De partidos y precariedad institucional
Uno de los problemas endémicos de nuestra democracia es la debilidad institucional que existe tanto en el ámbito público como privado, en una república que celebrará 194 años este 28 de julio. La frágil estructura institucional peruana, definida por elementos de organización, valores, objetivos y vocación de permanencia en el tiempo (lo cual implica, capacidad para adaptarse a nuevas circunstancias), es evidente.
A la referida precariedad institucional no son ajenos algunos gremios empresariales y, sobre todo, las organizaciones políticas –me cuesta llamarlos partidos, a pesar de que cuenten con inscripción en el Jurado Nacional de Elecciones, porque esa denominación, parece más una aspiración que una definición en la mayoría de casos–. El 83% de peruanos no se siente representado por algún partido político (Ipsos, octubre del 2014).
No es casualidad que hayamos tenido 12 textos constitucionales, y que tuvieran que pasar 50 años desde la independencia hasta la aparición del primer partido político, fundado por Manuel Pardo en 1871; tampoco que las dictaduras hayan sido una tradición en el país ni que en nuestros días, una institución fundamental para el Estado de derecho, como la Policía Nacional, se encuentre tan desacreditada.
En este contexto, es válido el reclamo del sector empresarial por mejores instituciones para hacer sostenible el crecimiento económico, e indiscutiblemente la inversión privada y el éxito empresarial de miles de peruanos han resultado fundamentales para reducir la pobreza en el país, desde el 58,7% del 2004 al 22,7% del 2014 (INEI); sin embargo, reclamar institucionalidad desde el sector empresarial, cuando algunas de sus principales figuras no respetan la investidura presidencial, aplauden intervenciones chacoteras y desinformadas en CADE y un alto ex directivo del gremio empresarial más importante del país se encuentra prófugo de la justicia, resulta complicado.
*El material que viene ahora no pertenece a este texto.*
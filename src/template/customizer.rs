//! Template customizer — turns a master template and a user's automation
//! config into a concrete workflow definition.
//!
//! Pure function, no I/O. Identical inputs produce byte-identical output,
//! which the verification step relies on.

use std::collections::BTreeMap;

use serde_json::json;

use crate::automation::AutomationConfig;
use crate::template::definition::{Node, NodeKind, WorkflowDefinition};
use crate::template::keywords::derive_keywords;

/// Category assigned to mail that matches no configured category.
pub const DEFAULT_CATEGORY: &str = "General";

/// Node ids used by the master template.
pub mod node_ids {
    pub const TRIGGER: &str = "trigger";
    pub const CATEGORIZER: &str = "categorizer";
    pub const ASSIGN_LABEL: &str = "assign_label";
    pub const NOTIFY_TEAM: &str = "notify_team";
}

/// The baseline automation every deployment starts from: poll the mailbox,
/// categorize, label, notify.
pub fn master_template() -> WorkflowDefinition {
    let nodes = vec![
        Node {
            id: node_ids::TRIGGER.into(),
            name: "Mailbox Trigger".into(),
            kind: NodeKind::Trigger,
            parameters: json!({"intervalMinutes": 5}),
        },
        Node {
            id: node_ids::CATEGORIZER.into(),
            name: "Categorize Email".into(),
            kind: NodeKind::Categorizer,
            parameters: json!({
                "defaultCategory": DEFAULT_CATEGORY,
                "rules": [],
                "expression": render_category_chain(&[]),
            }),
        },
        Node {
            id: node_ids::ASSIGN_LABEL.into(),
            name: "Assign Label".into(),
            kind: NodeKind::AssignLabel,
            parameters: json!({"mode": "by_category"}),
        },
        Node {
            id: node_ids::NOTIFY_TEAM.into(),
            name: "Notify Team".into(),
            kind: NodeKind::Notify,
            parameters: json!({"recipients": ""}),
        },
    ];

    let mut connections = BTreeMap::new();
    connections.insert(
        node_ids::TRIGGER.to_string(),
        vec![node_ids::CATEGORIZER.to_string()],
    );
    connections.insert(
        node_ids::CATEGORIZER.to_string(),
        vec![node_ids::ASSIGN_LABEL.to_string()],
    );
    connections.insert(
        node_ids::ASSIGN_LABEL.to_string(),
        vec![node_ids::NOTIFY_TEAM.to_string()],
    );

    WorkflowDefinition {
        name: "Email Automation".into(),
        nodes,
        connections,
        settings: json!({"timezone": "UTC"}),
    }
}

/// Customize a master template for one user.
///
/// Deep-copies the master, embeds the user identity in the name, and — when
/// the config carries categories or team members — regenerates the
/// categorization chain and the notification target list. Label mappings
/// are carried in the deployment snapshot but not yet applied to the
/// generated graph.
pub fn customize(
    master: &WorkflowDefinition,
    user_id: &str,
    config: &AutomationConfig,
) -> WorkflowDefinition {
    let mut definition = master.clone();
    definition.name = format!("{} ({user_id})", master.name);

    if !config.business_categories.is_empty() {
        let rules: Vec<serde_json::Value> = config
            .business_categories
            .iter()
            .map(|category| {
                json!({
                    "category": category.name,
                    "keywords": derive_keywords(&category.name),
                })
            })
            .collect();

        let category_keywords: Vec<(String, Vec<String>)> = config
            .business_categories
            .iter()
            .map(|c| (c.name.clone(), derive_keywords(&c.name)))
            .collect();

        if let Some(node) = definition.node_mut(node_ids::CATEGORIZER) {
            node.parameters = json!({
                "defaultCategory": DEFAULT_CATEGORY,
                "rules": rules,
                "expression": render_category_chain(&category_keywords),
            });
        }
    }

    if !config.team_members.is_empty() {
        let recipients = config.notification_emails().join(",");
        if !recipients.is_empty() {
            if let Some(node) = definition.node_mut(node_ids::NOTIFY_TEAM) {
                node.parameters = json!({"recipients": recipients});
            }
        }
    }

    definition
}

/// Render the ordered if/else-if chain the categorizer node evaluates.
///
/// First matching category wins; chain order follows the input order, so
/// tie-breaks are caller-controlled. Subject and body are matched
/// case-insensitively; unmatched mail falls through to the default.
fn render_category_chain(category_keywords: &[(String, Vec<String>)]) -> String {
    let mut out = String::from(
        "const text = ((email.subject || \"\") + \" \" + (email.body || \"\")).toLowerCase();\n",
    );
    for (index, (category, keywords)) in category_keywords.iter().enumerate() {
        let condition = keywords
            .iter()
            .map(|k| format!("text.includes(\"{}\")", escape_js(k)))
            .collect::<Vec<_>>()
            .join(" || ");
        let branch = if index == 0 { "if" } else { "else if" };
        out.push_str(&format!(
            "{branch} ({condition}) return \"{}\";\n",
            escape_js(category)
        ));
    }
    out.push_str(&format!("return \"{DEFAULT_CATEGORY}\";\n"));
    out
}

fn escape_js(s: &str) -> String {
    s.replace('\\', "\\\\").replace('"', "\\\"")
}
//! In-memory `Database` backend.
//!
//! Backs tests and local experiments where a file database is overkill.
//! Semantics mirror the libSQL backend, including the completion
//! compare-and-set.

use std::collections::HashMap;

use async_trait::async_trait;
use chrono::{DateTime, Utc};
use tokio::sync::RwLock;

use crate::automation::AutomationConfig;
use crate::deploy::record::{DeploymentRecord, DeploymentStatus};
use crate::error::DatabaseError;
use crate::store::traits::{Database, OauthStatus, UserRecord};

#[derive(Default)]
struct Inner {
    users: HashMap<String, UserRecord>,
    configs: HashMap<String, AutomationConfig>,
    deployments: HashMap<String, DeploymentRecord>,
}

/// HashMap-backed database.
#[derive(Default)]
pub struct MemoryBackend {
    inner: RwLock<Inner>,
}

impl MemoryBackend {
    pub fn new() -> Self {
        Self::default()
    }
}

#[async_trait]
impl Database for MemoryBackend {
    async fn run_migrations(&self) -> Result<(), DatabaseError> {
        Ok(())
    }

    async fn upsert_deployment(&self, record: &DeploymentRecord) -> Result<(), DatabaseError> {
        self.inner
            .write()
            .await
            .deployments
            .insert(record.user_id.clone(), record.clone());
        Ok(())
    }

    async fn get_deployment(
        &self,
        user_id: &str,
    ) -> Result<Option<DeploymentRecord>, DatabaseError> {
        Ok(self.inner.read().await.deployments.get(user_id).cloned())
    }

    async fn update_deployment_status(
        &self,
        user_id: &str,
        status: DeploymentStatus,
        last_error: Option<&str>,
    ) -> Result<(), DatabaseError> {
        let mut inner = self.inner.write().await;
        if let Some(record) = inner.deployments.get_mut(user_id) {
            record.status = status;
            record.last_error = last_error.map(String::from);
            record.updated_at = Utc::now();
        }
        Ok(())
    }

    async fn delete_deployment(&self, user_id: &str) -> Result<(), DatabaseError> {
        self.inner.write().await.deployments.remove(user_id);
        Ok(())
    }

    async fn list_deployment_user_ids(&self) -> Result<Vec<String>, DatabaseError> {
        let mut ids: Vec<String> = self
            .inner
            .read()
            .await
            .deployments
            .keys()
            .cloned()
            .collect();
        ids.sort();
        Ok(ids)
    }

    async fn get_user(&self, user_id: &str) -> Result<Option<UserRecord>, DatabaseError> {
        Ok(self.inner.read().await.users.get(user_id).cloned())
    }

    async fn upsert_user(&self, user: &UserRecord) -> Result<(), DatabaseError> {
        self.inner
            .write()
            .await
            .users
            .insert(user.id.clone(), user.clone());
        Ok(())
    }

    async fn set_oauth_status(
        &self,
        user_id: &str,
        status: OauthStatus,
    ) -> Result<(), DatabaseError> {
        let mut inner = self.inner.write().await;
        match inner.users.get_mut(user_id) {
            Some(user) => {
                user.oauth_status = status;
                Ok(())
            }
            None => Err(DatabaseError::NotFound {
                entity: "user".into(),
                id: user_id.into(),
            }),
        }
    }

    async fn try_complete_onboarding(
        &self,
        user_id: &str,
        at: DateTime<Utc>,
    ) -> Result<bool, DatabaseError> {
        let mut inner = self.inner.write().await;
        match inner.users.get_mut(user_id) {
            Some(user) if !user.onboarding_completed => {
                user.onboarding_completed = true;
                user.onboarding_completed_at = Some(at);
                Ok(true)
            }
            Some(_) => Ok(false),
            None => Err(DatabaseError::NotFound {
                entity: "user".into(),
                id: user_id.into(),
            }),
        }
    }

    async fn get_automation_config(
        &self,
        user_id: &str,
    ) -> Result<Option<AutomationConfig>, DatabaseError> {
        Ok(self.inner.read().await.configs.get(user_id).cloned())
    }

    async fn save_automation_config(
        &self,
        user_id: &str,
        config: &AutomationConfig,
    ) -> Result<(), DatabaseError> {
        self.inner
            .write()
            .await
            .configs
            .insert(user_id.into(), config.clone());
        Ok(())
    }
}
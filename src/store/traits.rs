//! Unified `Database` trait — the persistence seam for deployments, users
//! and automation configs.

use async_trait::async_trait;
use chrono::{DateTime, Utc};
use serde::{Deserialize, Serialize};

use crate::automation::AutomationConfig;
use crate::deploy::record::{DeploymentRecord, DeploymentStatus};
use crate::error::DatabaseError;

/// OAuth credential status for a user's mailbox connection.
#[derive(Debug, Clone, Copy, PartialEq, Eq, Serialize, Deserialize)]
#[serde(rename_all = "snake_case")]
pub enum OauthStatus {
    Valid,
    Expired,
    Disconnected,
}

impl std::fmt::Display for OauthStatus {
    fn fmt(&self, f: &mut std::fmt::Formatter<'_>) -> std::fmt::Result {
        let s = match self {
            Self::Valid => "valid",
            Self::Expired => "expired",
            Self::Disconnected => "disconnected",
        };
        write!(f, "{s}")
    }
}

/// A user record as the onboarding and recovery flows see it.
#[derive(Debug, Clone, Serialize, Deserialize)]
pub struct UserRecord {
    pub id: String,
    pub email: String,
    pub email_verified: bool,
    pub business_type: Option<String>,
    pub oauth_status: OauthStatus,
    pub onboarding_completed: bool,
    pub onboarding_completed_at: Option<DateTime<Utc>>,
}

impl UserRecord {
    pub fn new(id: impl Into<String>, email: impl Into<String>) -> Self {
        Self {
            id: id.into(),
            email: email.into(),
            email_verified: false,
            business_type: None,
            oauth_status: OauthStatus::Disconnected,
            onboarding_completed: false,
            onboarding_completed_at: None,
        }
    }
}

/// Backend-agnostic database trait covering deployments, users and
/// automation configs.
#[async_trait]
pub trait Database: Send + Sync {
    /// Run all pending schema migrations.
    async fn run_migrations(&self) -> Result<(), DatabaseError>;

    // ── Deployments ─────────────────────────────────────────────────

    /// Insert or replace the deployment record for a user.
    async fn upsert_deployment(&self, record: &DeploymentRecord) -> Result<(), DatabaseError>;

    /// Get a user's deployment record, if any.
    async fn get_deployment(
        &self,
        user_id: &str,
    ) -> Result<Option<DeploymentRecord>, DatabaseError>;

    /// Update only the status and last error of a user's deployment.
    async fn update_deployment_status(
        &self,
        user_id: &str,
        status: DeploymentStatus,
        last_error: Option<&str>,
    ) -> Result<(), DatabaseError>;

    /// Remove a user's deployment record.
    async fn delete_deployment(&self, user_id: &str) -> Result<(), DatabaseError>;

    /// All user ids that currently have a deployment record.
    async fn list_deployment_user_ids(&self) -> Result<Vec<String>, DatabaseError>;

    // ── Users ───────────────────────────────────────────────────────

    async fn get_user(&self, user_id: &str) -> Result<Option<UserRecord>, DatabaseError>;

    async fn upsert_user(&self, user: &UserRecord) -> Result<(), DatabaseError>;

    async fn set_oauth_status(
        &self,
        user_id: &str,
        status: OauthStatus,
    ) -> Result<(), DatabaseError>;

    /// Mark onboarding completed, only if not already set.
    ///
    /// Compare-and-set: returns `true` when this call performed the
    /// transition, `false` when the flag was already set. Callers use this
    /// to make the completion side effect exactly-once under concurrent
    /// polls.
    async fn try_complete_onboarding(
        &self,
        user_id: &str,
        at: DateTime<Utc>,
    ) -> Result<bool, DatabaseError>;

    // ── Automation configs ──────────────────────────────────────────

    async fn get_automation_config(
        &self,
        user_id: &str,
    ) -> Result<Option<AutomationConfig>, DatabaseError>;

    async fn save_automation_config(
        &self,
        user_id: &str,
        config: &AutomationConfig,
    ) -> Result<(), DatabaseError>;
}

#[cfg(test)]
mod tests {
    use super::*;

    #[test]
    fn oauth_status_display_matches_serde() {
        for status in [
            OauthStatus::Valid,
            OauthStatus::Expired,
            OauthStatus::Disconnected,
        ] {
            let display = format!("{status}");
            let json = serde_json::to_string(&status).unwrap();
            assert_eq!(format!("\"{display}\""), json);
        }
    }

    #[test]
    fn new_user_starts_unverified_and_disconnected() {
        let user = UserRecord::new("u1", "u1@example.com");
        assert!(!user.email_verified);
        assert!(!user.onboarding_completed);
        assert_eq!(user.oauth_status, OauthStatus::Disconnected);
    }
}
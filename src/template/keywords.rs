//! Keyword derivation for category matching.
//!
//! Category names are normalized (lower-cased, punctuation stripped) and
//! looked up in a fixed dictionary. Unknown names fall back to the
//! normalized name itself plus its first word, so every category yields a
//! non-empty, deterministic keyword set.

use std::sync::OnceLock;

use regex::Regex;

/// Keyword sets for well-known category names, keyed by normalized name.
static DICTIONARY: &[(&str, &[&str])] = &[
    (
        "new leads",
        &["quote", "price", "cost", "interested", "inquiry", "information"],
    ),
    (
        "sales",
        &["quote", "price", "buy", "purchase", "order", "interested"],
    ),
    (
        "support",
        &["help", "issue", "problem", "error", "broken", "not working"],
    ),
    (
        "customer support",
        &["help", "issue", "problem", "complaint", "refund", "return"],
    ),
    (
        "technical support",
        &["bug", "crash", "error", "login", "password", "not working"],
    ),
    (
        "billing",
        &["invoice", "payment", "receipt", "refund", "charge", "billing"],
    ),
    (
        "scheduling",
        &["appointment", "schedule", "reschedule", "booking", "availability", "cancel"],
    ),
    (
        "urgent",
        &["urgent", "asap", "emergency", "immediately", "critical"],
    ),
];

fn non_word_pattern() -> &'static Regex {
    static PATTERN: OnceLock<Regex> = OnceLock::new();
    PATTERN.get_or_init(|| Regex::new(r"[^a-z0-9]+").unwrap())
}

/// Normalize a category name: lower-case, strip punctuation, collapse
/// whitespace. "Support - Technical" becomes "support technical".
pub fn normalize(name: &str) -> String {
    let lowered = name.to_lowercase();
    let spaced = non_word_pattern().replace_all(&lowered, " ");
    spaced.split_whitespace().collect::<Vec<_>>().join(" ")
}

/// Derive the keyword set for a category name.
///
/// Dictionary hit: the fixed set, in dictionary order. Miss: the
/// normalized name plus its first word (deduplicated). Never empty for a
/// name containing at least one alphanumeric character.
pub fn derive_keywords(name: &str) -> Vec<String> {
    let normalized = normalize(name);

    if let Some((_, words)) = DICTIONARY.iter().find(|(key, _)| *key == normalized) {
        return words.iter().map(|w| w.to_string()).collect();
    }

    let mut keywords = Vec::new();
    if !normalized.is_empty() {
        keywords.push(normalized.clone());
        if let Some(first) = normalized.split_whitespace().next() {
            if first != normalized {
                keywords.push(first.to_string());
            }
        }
    }
    keywords
}

#[cfg(test)]
mod tests {
    use super::*;

    #[test]
    fn normalize_strips_case_and_punctuation() {
        assert_eq!(normalize("Support - Technical"), "support technical");
        assert_eq!(normalize("  New   Leads!! "), "new leads");
        assert_eq!(normalize("Billing/Invoices"), "billing invoices");
    }

    #[test]
    fn dictionary_hit_for_new_leads() {
        let keywords = derive_keywords("New Leads");
        assert_eq!(
            keywords,
            vec!["quote", "price", "cost", "interested", "inquiry", "information"]
        );
    }

    #[test]
    fn punctuation_variant_is_nonempty_and_deterministic() {
        let first = derive_keywords("Support - Technical");
        let second = derive_keywords("Support - Technical");
        assert!(!first.is_empty());
        assert_eq!(first, second);
        assert!(first.contains(&"support".to_string()));
    }

    #[test]
    fn unknown_name_falls_back_to_name_and_first_word() {
        let keywords = derive_keywords("Vendor Contracts");
        assert_eq!(keywords, vec!["vendor contracts", "vendor"]);
    }

    #[test]
    fn single_word_fallback_does_not_duplicate() {
        let keywords = derive_keywords("Partnerships");
        assert_eq!(keywords, vec!["partnerships"]);
    }

    #[test]
    fn dictionary_keys_are_normalized() {
        for (key, words) in DICTIONARY {
            assert_eq!(*key, normalize(key), "dictionary key {key:?} not normalized");
            assert!(!words.is_empty());
        }
    }
}
//! Recovery monitor — periodic supervision of deployed workflows.

pub mod sweep;

pub use sweep::{spawn_sweep_ticker, MonitorDeps, RecoveryMonitor, SweepAction, SweepReport};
Por otro lado, en el país han surgido a partir de 1990 agrupaciones políticas carentes de vocación de permanencia en el tiempo –en las elecciones generales del 2006 batimos el absurdo récord de 20 candidatos presidenciales inscritos y 24 listas con postulantes al Congreso–. Algunas de estas organizaciones recurren a alianzas electorales poco coherentes, con contradicciones ideológicas y programáticas. Muchos de estos “nuevos partidos” aparecen con la única intención de participar en algún proceso electoral con la finalidad de posicionar a algunos caudillos, y posteriormente desaparecen o reducen sus fuerzas, sin cumplir con la característica fundamental de ser una organización durable, garantizando estabilidad institucional.
En ese sentido, estos caudillos se burlan sin disimulo de las normas electorales, sin respetar la democracia interna para la elección de autoridades del partido y candidatos, el funcionamiento de comités partidarios, asambleas con militantes, entre otros requisitos. De este problema no escapan los mal denominados “partidos políticos tradicionales”, los mismos que, paradójicamente, se caracterizan por su debilidad institucional y limitada tradición partidaria.
En el sector privado y en el ámbito público, concretamente en los partidos políticos a los que hemos aludido, es clave diferenciar a los caudillos de los líderes. Los primeros mandan y pueden ser efectivos en el corto plazo; mientras que los segundos lideran y guían, inspiran a sus seguidores y forman a sucesores porque son capaces de preparar y visualizar sus organizaciones sin ellos.
Si algunos profesionales que deciden incursionar en política se preocuparan más por liderar la creación y fortalecimiento de auténticos partidos políticos, antes que buscar candidaturas inmediatas, en algunos años podríamos vivir en un país mejor, en el cual el concepto de representación política recupere su significado esencial.